> [Work to be completed]: Search the data for the string "static" and extract every line where it appears.

> [Stored items]:
•••

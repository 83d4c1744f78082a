//! `PostgreSQL` adapters for identity persistence.

mod models;
mod repository;
mod schema;

pub use repository::{IdentityPgPool, PostgresAccessTokenRepository, PostgresUserRepository};
//! Shared helpers for in-memory integration tests.

use std::sync::Arc;
use std::time::Duration;

use rstest::fixture;
use taskboard::{
    app::{Components, Repositories},
    config::AppConfig,
    identity::{
        domain::{Actor, Role},
        services::RegisterUserRequest,
    },
    notification::adapters::RecordingMailer,
    task::{domain::Task, services::CreateTaskRequest},
};

/// Application components over in-memory repositories with recorded mail.
pub struct TestApp {
    pub components: Components,
    pub mailer: Arc<RecordingMailer>,
}

/// Configuration with quick retries so failure paths finish promptly.
#[must_use]
pub fn test_config() -> AppConfig {
    AppConfig {
        notification_backoff: Duration::from_millis(1),
        ..AppConfig::default()
    }
}

/// Provides freshly wired components for each test.
#[fixture]
pub fn app() -> TestApp {
    TestApp::with_mailer(RecordingMailer::new())
}

impl TestApp {
    /// Wires components that deliver through `mailer`.
    #[must_use]
    pub fn with_mailer(recording: RecordingMailer) -> Self {
        let mailer = Arc::new(recording);
        let components =
            Components::build(&test_config(), Repositories::in_memory(), mailer.clone());
        Self { components, mailer }
    }

    /// Registers a user and returns the actor acting on their behalf.
    pub async fn register(&self, name: &str, role: Role) -> Actor {
        let email = format!("{}@example.com", name.to_lowercase());
        self.components
            .auth
            .register(RegisterUserRequest::new(name, email, "password123").with_role(role))
            .await
            .expect("registration should succeed")
            .actor()
    }

    /// Creates a task with the given status.
    pub async fn create_task(&self, actor: Actor, title: &str, status: &str) -> Task {
        self.components
            .tasks
            .create(
                actor,
                CreateTaskRequest::new(title, format!("{title} description")).with_status(status),
            )
            .await
            .expect("task creation should succeed")
    }
}
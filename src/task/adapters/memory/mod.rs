//! In-memory task adapters.

mod events;
mod task;

pub use events::RecordingEventPublisher;
pub use task::InMemoryTaskRepository;
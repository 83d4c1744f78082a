//! End-to-end task lifecycle flows over in-memory storage.

use super::helpers::{TestApp, app};
use rstest::rstest;
use taskboard::{
    identity::domain::Role,
    task::{
        domain::{OwnedTask, TaskStatus},
        ports::EventSource,
        services::{CreateTaskRequest, TaskLifecycleError, UpdateTaskRequest},
    },
};

fn titles(tasks: &[OwnedTask]) -> Vec<String> {
    tasks
        .iter()
        .map(|owned| owned.task().title().as_str().to_owned())
        .collect()
}

#[rstest]
#[tokio::test(flavor = "multi_thread")]
async fn users_work_on_their_own_tasks_while_admins_see_all(app: TestApp) {
    let alice = app.register("Alice", Role::Standard).await;
    let bob = app.register("Bob", Role::Standard).await;
    let admin = app.register("Root", Role::Admin).await;

    app.create_task(alice, "Alice plans", "incomplete").await;
    app.create_task(bob, "Bob builds", "inprogress").await;
    app.create_task(alice, "Alice ships", "incomplete").await;

    let tasks = &app.components.tasks;
    let alice_view = tasks.list_visible(alice).await.expect("alice listing");
    let bob_view = tasks.list_visible(bob).await.expect("bob listing");
    let admin_view = tasks.list_visible(admin).await.expect("admin listing");

    assert_eq!(titles(&alice_view), ["Alice ships", "Alice plans"]);
    assert_eq!(titles(&bob_view), ["Bob builds"]);
    assert_eq!(
        titles(&admin_view),
        ["Alice ships", "Bob builds", "Alice plans"]
    );
    assert!(
        admin_view
            .iter()
            .any(|owned| owned.owner().email == "bob@example.com")
    );
}

#[rstest]
#[tokio::test(flavor = "multi_thread")]
async fn completion_locks_the_task_for_its_owner(app: TestApp) {
    let alice = app.register("Alice", Role::Standard).await;
    let admin = app.register("Root", Role::Admin).await;
    let task = app.create_task(alice, "Finish report", "inprogress").await;
    let tasks = &app.components.tasks;

    tasks
        .update(
            alice,
            task.id(),
            UpdateTaskRequest::new("Finish report", "Sent to team", "complete"),
        )
        .await
        .expect("owner may complete");

    let reopen = tasks
        .update(
            alice,
            task.id(),
            UpdateTaskRequest::new("Finish report", "Oops", "inprogress"),
        )
        .await;
    assert!(matches!(reopen, Err(TaskLifecycleError::Unauthorized)));

    let delete = tasks.delete(alice, task.id()).await;
    assert!(matches!(delete, Err(TaskLifecycleError::Unauthorized)));

    let reopened = tasks
        .update(
            admin,
            task.id(),
            UpdateTaskRequest::new("Finish report", "Needs another pass", "inprogress"),
        )
        .await
        .expect("admin may reopen");
    assert_eq!(reopened.status(), TaskStatus::InProgress);

    tasks
        .update(
            alice,
            task.id(),
            UpdateTaskRequest::new("Finish report", "Second pass", "inprogress"),
        )
        .await
        .expect("reopened task is editable by its owner again");
}

#[rstest]
#[tokio::test(flavor = "multi_thread")]
async fn listings_reflect_every_mutation(app: TestApp) {
    let alice = app.register("Alice", Role::Standard).await;
    let admin = app.register("Root", Role::Admin).await;
    let tasks = &app.components.tasks;

    assert!(tasks.list_visible(alice).await.expect("empty").is_empty());
    assert!(tasks.list_visible(admin).await.expect("empty").is_empty());

    let task = app.create_task(alice, "Cached", "incomplete").await;
    assert_eq!(tasks.list_visible(alice).await.expect("after create").len(), 1);
    assert_eq!(tasks.list_visible(admin).await.expect("after create").len(), 1);

    tasks
        .update(
            admin,
            task.id(),
            UpdateTaskRequest::new("Cached and renamed", "Edited by admin", "complete"),
        )
        .await
        .expect("admin update");
    let owner_view = tasks.list_visible(alice).await.expect("after update");
    assert_eq!(titles(&owner_view), ["Cached and renamed"]);

    tasks.delete(admin, task.id()).await.expect("admin delete");
    assert!(tasks.list_visible(alice).await.expect("after delete").is_empty());
    assert!(tasks.list_visible(admin).await.expect("after delete").is_empty());
}

#[rstest]
#[tokio::test(flavor = "multi_thread")]
async fn duplicate_titles_are_rejected_for_everyone(app: TestApp) {
    let alice = app.register("Alice", Role::Standard).await;
    let admin = app.register("Root", Role::Admin).await;
    app.create_task(alice, "Unique", "incomplete").await;

    let result = app
        .components
        .tasks
        .create(admin, CreateTaskRequest::new("Unique", "Admin copy"))
        .await;

    let Err(TaskLifecycleError::Validation(errors)) = result else {
        panic!("expected a validation error, got {result:?}");
    };
    assert_eq!(
        errors.messages("title"),
        ["The title has already been taken."]
    );
}

#[rstest]
#[tokio::test(flavor = "multi_thread")]
async fn mutations_queue_lifecycle_events(app: TestApp) {
    let alice = app.register("Alice", Role::Standard).await;
    let task = app.create_task(alice, "Evented", "incomplete").await;
    app.components
        .tasks
        .update(
            alice,
            task.id(),
            UpdateTaskRequest::new("Evented", "Done", "complete"),
        )
        .await
        .expect("complete");
    let locked = app.components.tasks.delete(alice, task.id()).await;
    assert!(matches!(locked, Err(TaskLifecycleError::Unauthorized)));

    let mut events = app.components.events;
    let created = events.next().await.expect("created event");
    let completed = events.next().await.expect("completed event");

    assert_eq!(created.event().name(), "created");
    assert_eq!(created.event().task().id(), task.id());
    assert_eq!(completed.event().name(), "completed");
    assert_eq!(completed.event().task().status(), TaskStatus::Complete);
    assert_eq!(created.sequence(), None);
}
//! Given steps for task lifecycle BDD scenarios.

use super::world::{TaskLifecycleWorld, run_async};
use eyre::WrapErr;
use rstest_bdd_macros::given;
use taskboard::{
    identity::{domain::Role, services::RegisterUserRequest},
    task::services::CreateTaskRequest,
};

fn register(world: &mut TaskLifecycleWorld, name: String, role: Role) -> Result<(), eyre::Report> {
    let request = RegisterUserRequest::new(
        name.clone(),
        format!("{name}@example.com"),
        "password123",
    )
    .with_role(role);
    let user = run_async(world.auth.register(request)).wrap_err("register scenario user")?;
    world.actors.insert(name, user.actor());
    Ok(())
}

#[given(r#"a standard user "{name}""#)]
fn standard_user(world: &mut TaskLifecycleWorld, name: String) -> Result<(), eyre::Report> {
    register(world, name, Role::Standard)
}

#[given(r#"an admin user "{name}""#)]
fn admin_user(world: &mut TaskLifecycleWorld, name: String) -> Result<(), eyre::Report> {
    register(world, name, Role::Admin)
}

#[given(r#""{name}" has a task titled "{title}" with status "{status}""#)]
fn user_has_task(
    world: &mut TaskLifecycleWorld,
    name: String,
    title: String,
    status: String,
) -> Result<(), eyre::Report> {
    let actor = world.actor(&name)?;
    let request = CreateTaskRequest::new(title.clone(), format!("{title} details"))
        .with_status(status);
    let task = run_async(world.tasks.create(actor, request)).wrap_err("create scenario task")?;
    world.task_ids.insert(title, task.id());
    Ok(())
}
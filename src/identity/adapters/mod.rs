//! Adapter implementations for identity ports.

pub mod memory;
pub mod postgres;
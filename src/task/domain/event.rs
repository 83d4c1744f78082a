//! Lifecycle events emitted by task mutations.

use super::Task;
use serde::{Deserialize, Serialize};

/// Immutable fact describing a task state change, consumed asynchronously by
/// the notification dispatcher.
#[derive(Debug, Clone, PartialEq, Eq, Serialize, Deserialize)]
#[serde(tag = "type", content = "task", rename_all = "snake_case")]
pub enum TaskLifecycleEvent {
    /// A task was created.
    Created(Task),
    /// A task moved into the complete status.
    Completed(Task),
}

impl TaskLifecycleEvent {
    /// Returns the task snapshot carried by the event.
    #[must_use]
    pub const fn task(&self) -> &Task {
        match self {
            Self::Created(task) | Self::Completed(task) => task,
        }
    }

    /// Returns a stable name for logging.
    #[must_use]
    pub const fn name(&self) -> &'static str {
        match self {
            Self::Created(_) => "created",
            Self::Completed(_) => "completed",
        }
    }
}
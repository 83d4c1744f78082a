//! Shared helpers for driving the router in-process.

use std::sync::Arc;

use axum::{
    Router,
    body::Body,
    http::{Method, Request, StatusCode, header},
};
use http_body_util::BodyExt;
use rstest::fixture;
use serde_json::{Value, json};
use taskboard::{
    app::{self, Components, Repositories},
    config::{AdminBootstrap, AppConfig},
    http::{self, AppState},
    notification::adapters::RecordingMailer,
};
use tower::ServiceExt;

/// Router over in-memory components.
pub struct TestApi {
    router: Router,
    pub components: Components,
}

/// Provides a fresh API for each test.
#[fixture]
pub fn api() -> TestApi {
    let components = Components::build(
        &AppConfig::default(),
        Repositories::in_memory(),
        Arc::new(RecordingMailer::new()),
    );
    let router = http::router(AppState::from(&components));
    TestApi { router, components }
}

impl TestApi {
    /// Sends one request and returns the status with the parsed JSON body.
    ///
    /// Empty bodies are returned as [`Value::Null`].
    pub async fn send(
        &self,
        method: Method,
        uri: &str,
        token: Option<&str>,
        body: Option<Value>,
    ) -> (StatusCode, Value) {
        let mut builder = Request::builder().method(method).uri(uri);
        if let Some(bearer) = token {
            builder = builder.header(header::AUTHORIZATION, format!("Bearer {bearer}"));
        }
        let payload = body.map(|json_body| json_body.to_string());
        if payload.is_some() {
            builder = builder.header(header::CONTENT_TYPE, "application/json");
        }
        let request = builder
            .body(payload.map_or_else(Body::empty, Body::from))
            .expect("request should build");

        let response = self
            .router
            .clone()
            .oneshot(request)
            .await
            .expect("router is infallible");
        let status = response.status();
        let bytes = response
            .into_body()
            .collect()
            .await
            .expect("body should be readable")
            .to_bytes();
        let parsed = if bytes.is_empty() {
            Value::Null
        } else {
            serde_json::from_slice(&bytes).expect("body should be JSON")
        };
        (status, parsed)
    }

    /// Sends a raw, possibly malformed, JSON body.
    pub async fn send_raw(&self, uri: &str, token: &str, raw: &'static str) -> StatusCode {
        let request = Request::builder()
            .method(Method::POST)
            .uri(uri)
            .header(header::AUTHORIZATION, format!("Bearer {token}"))
            .header(header::CONTENT_TYPE, "application/json")
            .body(Body::from(raw))
            .expect("request should build");
        self.router
            .clone()
            .oneshot(request)
            .await
            .expect("router is infallible")
            .status()
    }

    /// Registers a standard user over HTTP.
    pub async fn register(&self, name: &str) -> Value {
        let (status, body) = self
            .send(
                Method::POST,
                "/register",
                None,
                Some(json!({
                    "name": name,
                    "email": email_for(name),
                    "password": "password123",
                })),
            )
            .await;
        assert_eq!(status, StatusCode::CREATED, "registration failed: {body}");
        body
    }

    /// Logs in over HTTP and returns the bearer token.
    pub async fn login(&self, name: &str) -> String {
        let (status, body) = self
            .send(
                Method::POST,
                "/login",
                None,
                Some(json!({ "email": email_for(name), "password": "password123" })),
            )
            .await;
        assert_eq!(status, StatusCode::OK, "login failed: {body}");
        body["token"]
            .as_str()
            .expect("token should be a string")
            .to_owned()
    }

    /// Registers and logs in a standard user.
    pub async fn standard_user(&self, name: &str) -> String {
        self.register(name).await;
        self.login(name).await
    }

    /// Bootstraps an admin account and logs it in.
    pub async fn admin_user(&self, name: &str) -> String {
        let admin = AdminBootstrap {
            name: name.to_owned(),
            email: email_for(name),
            password: "password123".to_owned(),
        };
        app::ensure_admin(
            &self.components.auth,
            self.components.users.as_ref(),
            &admin,
        )
        .await
        .expect("admin bootstrap");
        self.login(name).await
    }

    /// Creates a task and returns its identifier.
    pub async fn create_task(&self, token: &str, title: &str, status: &str) -> String {
        let (code, body) = self
            .send(
                Method::POST,
                "/tasks",
                Some(token),
                Some(json!({
                    "title": title,
                    "description": format!("{title} description"),
                    "status": status,
                })),
            )
            .await;
        assert_eq!(code, StatusCode::CREATED, "task creation failed: {body}");
        body["data"]["id"]
            .as_str()
            .expect("task id should be a string")
            .to_owned()
    }
}

/// Returns the email used for a named test user.
#[must_use]
pub fn email_for(name: &str) -> String {
    format!("{}@example.com", name.to_lowercase())
}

•••

> [Your solution]:
    pub const fn name(&self) -> &'static str {
    pub async fn send_raw(&self, uri: &str, token: &str, raw: &'static str) -> StatusCode {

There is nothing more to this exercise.